BEGIN

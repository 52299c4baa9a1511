use crate::condition::WorkflowMeta;
use crate::error::ApprovalError;
use crate::flow::{FlowDefinition, Status, VersionedFlow};
use chrono::{DateTime, Utc};
use serde::{Deserialize, Serialize};

mod machine;

/// One committed action in an approval's history.
#[derive(Debug, Clone, PartialEq, Serialize, Deserialize)]
#[serde(rename_all = "camelCase")]
pub struct HistoryRecord {
    /// The stage the action was taken in.
    pub stage_id: String,
    /// The stage the approval moved into, if any.
    pub next_stage_id: Option<String>,
    pub actor: String,
    /// The transition's label, or the resulting status when it has none.
    pub decision: String,
    pub status: Status,
    pub comment: Option<String>,
    pub timestamp: DateTime<Utc>,
}

/// A live request progressing through a bound flow definition.
///
/// Only [`ApprovalInstance::apply_transition`] and the helpers built on it move
/// an instance forward. Once `status` is terminal the instance never changes again.
#[derive(Debug, Clone, PartialEq, Serialize, Deserialize)]
#[serde(rename_all = "camelCase")]
pub struct ApprovalInstance {
    pub id: String,
    pub flow_id: String,
    /// The flow version that was active when the approval was created.
    pub flow_version_id: Option<String>,
    pub current_stage_id: Option<String>,
    pub status: Status,
    pub iteration: u32,
    pub history: Vec<HistoryRecord>,
    pub created_at: DateTime<Utc>,
    pub completed_at: Option<DateTime<Utc>>,
}

impl ApprovalInstance {
    /// Creates an approval in the first stage of `definition`.
    pub fn new(id: impl Into<String>, definition: &FlowDefinition) -> Result<Self, ApprovalError> {
        Self::new_at(id, definition, None, Utc::now())
    }

    /// Creates an approval bound to the active version of `flow`.
    pub fn start(id: impl Into<String>, flow: &VersionedFlow) -> Result<Self, ApprovalError> {
        Self::new_at(
            id,
            &flow.definition,
            flow.active_version_id.clone(),
            Utc::now(),
        )
    }

    pub fn new_at(
        id: impl Into<String>,
        definition: &FlowDefinition,
        flow_version_id: Option<String>,
        created_at: DateTime<Utc>,
    ) -> Result<Self, ApprovalError> {
        let entry = definition
            .first_stage()
            .ok_or_else(|| ApprovalError::EmptyFlow(definition.id.clone()))?;
        Ok(Self {
            id: id.into(),
            flow_id: definition.id.clone(),
            flow_version_id,
            current_stage_id: Some(entry.id.clone()),
            status: Status::InProcess,
            iteration: 0,
            history: Vec::new(),
            created_at,
            completed_at: None,
        })
    }

    pub fn is_terminal(&self) -> bool {
        self.status.is_terminal()
    }

    /// How many times `stage_id` has been entered, counting the initial stage.
    pub fn visits(&self, stage_id: &str) -> u32 {
        let entry = self
            .history
            .first()
            .map(|r| r.stage_id.as_str())
            .or(self.current_stage_id.as_deref());
        let initial = u32::from(entry == Some(stage_id));
        let returns = self
            .history
            .iter()
            .filter(|r| r.next_stage_id.as_deref() == Some(stage_id))
            .count() as u32;
        initial + returns
    }

    pub fn previous_stage_id(&self) -> Option<&str> {
        self.history.last().map(|r| r.stage_id.as_str())
    }

    /// Workflow metadata as exposed to conditions under `workflow.*`.
    pub fn workflow_meta(&self) -> WorkflowMeta {
        WorkflowMeta {
            iteration: self.iteration,
            current_stage_id: self.current_stage_id.clone(),
            previous_stage_id: self.previous_stage_id().map(str::to_string),
            status: Some(self.status.clone()),
        }
    }
}
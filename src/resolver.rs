use crate::approval::ApprovalInstance;
use crate::condition::{ConditionEngine, EvaluationContext};
use crate::engine::EngineConfig;
use crate::error::ResolutionError;
use crate::flow::{FlowDefinition, Stage, Status, Transition};
use serde::{Deserialize, Serialize};
use std::fmt;

/// What the caller asked for.
#[derive(Debug, Clone, PartialEq, Eq, Hash, Serialize, Deserialize)]
#[serde(rename_all = "camelCase", tag = "kind", content = "token")]
pub enum Action {
    /// Directly names a destination: a target stage id, a target status or a
    /// transition label.
    Named(String),
    /// Let the transitions' conditions decide.
    Auto,
}

impl Action {
    pub fn named(token: impl Into<String>) -> Self {
        Action::Named(token.into())
    }
}

impl fmt::Display for Action {
    fn fmt(&self, f: &mut fmt::Formatter<'_>) -> fmt::Result {
        match self {
            Action::Named(token) => write!(f, "{}", token),
            Action::Auto => write!(f, "<auto>"),
        }
    }
}

/// How the winning transition was picked.
#[derive(Debug, Clone, Copy, PartialEq, Eq, Serialize, Deserialize)]
#[serde(rename_all = "camelCase")]
pub enum MatchedBy {
    Action,
    Conditions,
    Default,
}

/// A transition that is legal to commit, with everything the commit needs.
#[derive(Debug, Clone, PartialEq, Serialize, Deserialize)]
#[serde(rename_all = "camelCase")]
pub struct ResolvedTransition {
    pub source_stage_id: String,
    pub transition: Transition,
    /// `None` when the approval terminates into `status`.
    pub next_stage_id: Option<String>,
    pub status: Status,
    pub matched_by: MatchedBy,
    /// The approval's iteration counter when this was resolved.
    pub base_iteration: u32,
    /// The iteration counter once committed.
    pub iteration: u32,
}

/// Picks the transition to fire for one action against one flow definition.
pub struct TransitionResolver<'a> {
    definition: &'a FlowDefinition,
    config: &'a EngineConfig,
}

impl<'a> TransitionResolver<'a> {
    pub fn new(definition: &'a FlowDefinition, config: &'a EngineConfig) -> Self {
        Self { definition, config }
    }

    /// Full resolution against a live approval: rejects closed approvals, selects
    /// a transition and enforces the destination's iteration guard.
    pub fn resolve(
        &self,
        approval: &ApprovalInstance,
        action: &Action,
        context: &EvaluationContext,
    ) -> Result<ResolvedTransition, ResolutionError> {
        if approval.status.is_terminal() {
            return Err(ResolutionError::AlreadyTerminal(approval.status.clone()));
        }
        let stage_id = approval
            .current_stage_id
            .as_deref()
            .ok_or_else(|| ResolutionError::StageNotFound("<none>".to_string()))?;

        let (stage, transition, matched_by) = self.select(stage_id, action, context)?;
        let next_stage_id = self.next_stage_id(transition)?;
        let iteration = approval.iteration.checked_add(1).ok_or_else(|| {
            ResolutionError::IterationLimitExceeded {
                stage_id: stage.id.clone(),
                visits: approval.iteration,
                limit: u32::MAX,
            }
        })?;

        if let Some(destination) = next_stage_id.as_deref() {
            self.check_iteration_guard(approval, destination)?;
        }

        Ok(ResolvedTransition {
            source_stage_id: stage.id.clone(),
            transition: transition.clone(),
            next_stage_id,
            status: transition.to.clone(),
            matched_by,
            base_iteration: approval.iteration,
            iteration,
        })
    }

    /// Selects the transition out of `stage_id` without reference to a live approval.
    pub fn select(
        &self,
        stage_id: &str,
        action: &Action,
        context: &EvaluationContext,
    ) -> Result<(&'a Stage, &'a Transition, MatchedBy), ResolutionError> {
        let stage = self
            .definition
            .stage(stage_id)
            .ok_or_else(|| ResolutionError::StageNotFound(stage_id.to_string()))?;

        let selected = match action {
            Action::Named(token) => stage
                .transitions
                .iter()
                .find(|t| t.answers_to(token, self.config.match_transition_labels))
                .map(|t| (t, MatchedBy::Action)),
            Action::Auto => self.route_by_conditions(stage, context),
        };

        match selected {
            Some((transition, matched_by)) => {
                tracing::debug!(
                    stage_id,
                    action = %action,
                    to = %transition.to,
                    ?matched_by,
                    "selected transition"
                );
                Ok((stage, transition, matched_by))
            }
            None => Err(ResolutionError::NoEligibleTransition {
                stage_id: stage_id.to_string(),
                action: action.to_string(),
            }),
        }
    }

    /// First non-default transition whose groups all pass, in declared order;
    /// otherwise the stage's default transition.
    fn route_by_conditions(
        &self,
        stage: &'a Stage,
        context: &EvaluationContext,
    ) -> Option<(&'a Transition, MatchedBy)> {
        let engine = ConditionEngine::new(context, self.config.equality);
        stage
            .transitions
            .iter()
            .filter(|t| !t.is_default)
            .find(|t| engine.evaluate_all(&t.conditions))
            .map(|t| (t, MatchedBy::Conditions))
            .or_else(|| {
                tracing::trace!(stage_id = %stage.id, "no conditioned transition matched");
                stage.default_transition().map(|t| (t, MatchedBy::Default))
            })
    }

    /// Terminal statuses leave no current stage. Otherwise the explicit target wins,
    /// falling back to the stage that carries the target status.
    fn next_stage_id(&self, transition: &Transition) -> Result<Option<String>, ResolutionError> {
        if transition.to.is_terminal() {
            return Ok(None);
        }
        if let Some(target) = &transition.target_stage_id {
            return Ok(Some(target.clone()));
        }
        self.definition
            .stage_by_status(&transition.to)
            .map(|s| Some(s.id.clone()))
            .ok_or_else(|| ResolutionError::StageNotFound(transition.to.to_string()))
    }

    fn check_iteration_guard(
        &self,
        approval: &ApprovalInstance,
        destination: &str,
    ) -> Result<(), ResolutionError> {
        let stage = self
            .definition
            .stage(destination)
            .ok_or_else(|| ResolutionError::StageNotFound(destination.to_string()))?;
        let visits = approval.visits(destination);
        if visits == 0 {
            return Ok(());
        }
        match stage.max_iterations.or(self.config.default_max_iterations) {
            Some(limit) if visits > limit => Err(ResolutionError::IterationLimitExceeded {
                stage_id: destination.to_string(),
                visits,
                limit,
            }),
            _ => Ok(()),
        }
    }
}
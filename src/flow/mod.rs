pub mod definition;
pub mod version;

pub use definition::*;
pub use version::*;
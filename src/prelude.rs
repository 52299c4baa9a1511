//! Prelude module for convenient imports
//!
//! This module re-exports the most commonly used types from the shonin crate.
//!
//! # Example
//!
//! ```rust,no_run
//! use shonin::prelude::*;
//!
//! # fn run_example() -> Result<()> {
//! let definition = FlowDefinition::from_json(&std::fs::read_to_string("path/to/flow.json")?)?;
//!
//! let engine = FlowEngine::new();
//! let report = engine.inspect_flow_definition(&definition);
//! for issue in &report.issues {
//!     println!("Issue: {}", issue);
//! }
//!
//! let path = engine.evaluate_flow_path(&definition, &["in_process", "approved"]);
//! println!("Path valid: {}", path.is_valid);
//! # Ok(())
//! # }
//! ```

// Engine surface
pub use crate::engine::{EngineConfig, FlowEngine, FlowEngineBuilder};
pub use crate::path::PathEvaluation;
pub use crate::resolver::{Action, MatchedBy, ResolvedTransition};
pub use crate::validator::ValidationReport;

// Data model
pub use crate::approval::{ApprovalInstance, HistoryRecord};
pub use crate::flow::{
    Actor, FlowDefinition, FlowVersion, SemVer, Stage, Status, Transition, VersionedFlow,
};

// Conditions
pub use crate::condition::{
    Condition, ConditionDetail, ConditionGroup, ConditionNode, ConditionReport, EqualityMode,
    EvaluationContext, LogicalOperator, Operator, PredicateOutcome, WorkflowMeta,
};

// Error types
pub use crate::error::{
    ApprovalError, CommitError, DefinitionParseError, FlowError, ResolutionError, ValidationError,
    ValidationIssue, VersionError,
};

// Trace formatting
pub use crate::trace::TraceFormatter;

// Result type alias for convenience
pub type Result<T> = std::result::Result<T, Box<dyn std::error::Error>>;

END

▶ [Required work]
Bring together each line above where the string "token" turns up.

▶ [Answer to this problem]
#[serde(rename_all = "camelCase", tag = "kind", content = "token")]
    pub fn named(token: impl Into<String>) -> Self {
        Action::Named(token.into())
            Action::Named(token) => write!(f, "{}", token),
            Action::Named(token) => stage
                .find(|t| t.answers_to(token, self.config.match_transition_labels))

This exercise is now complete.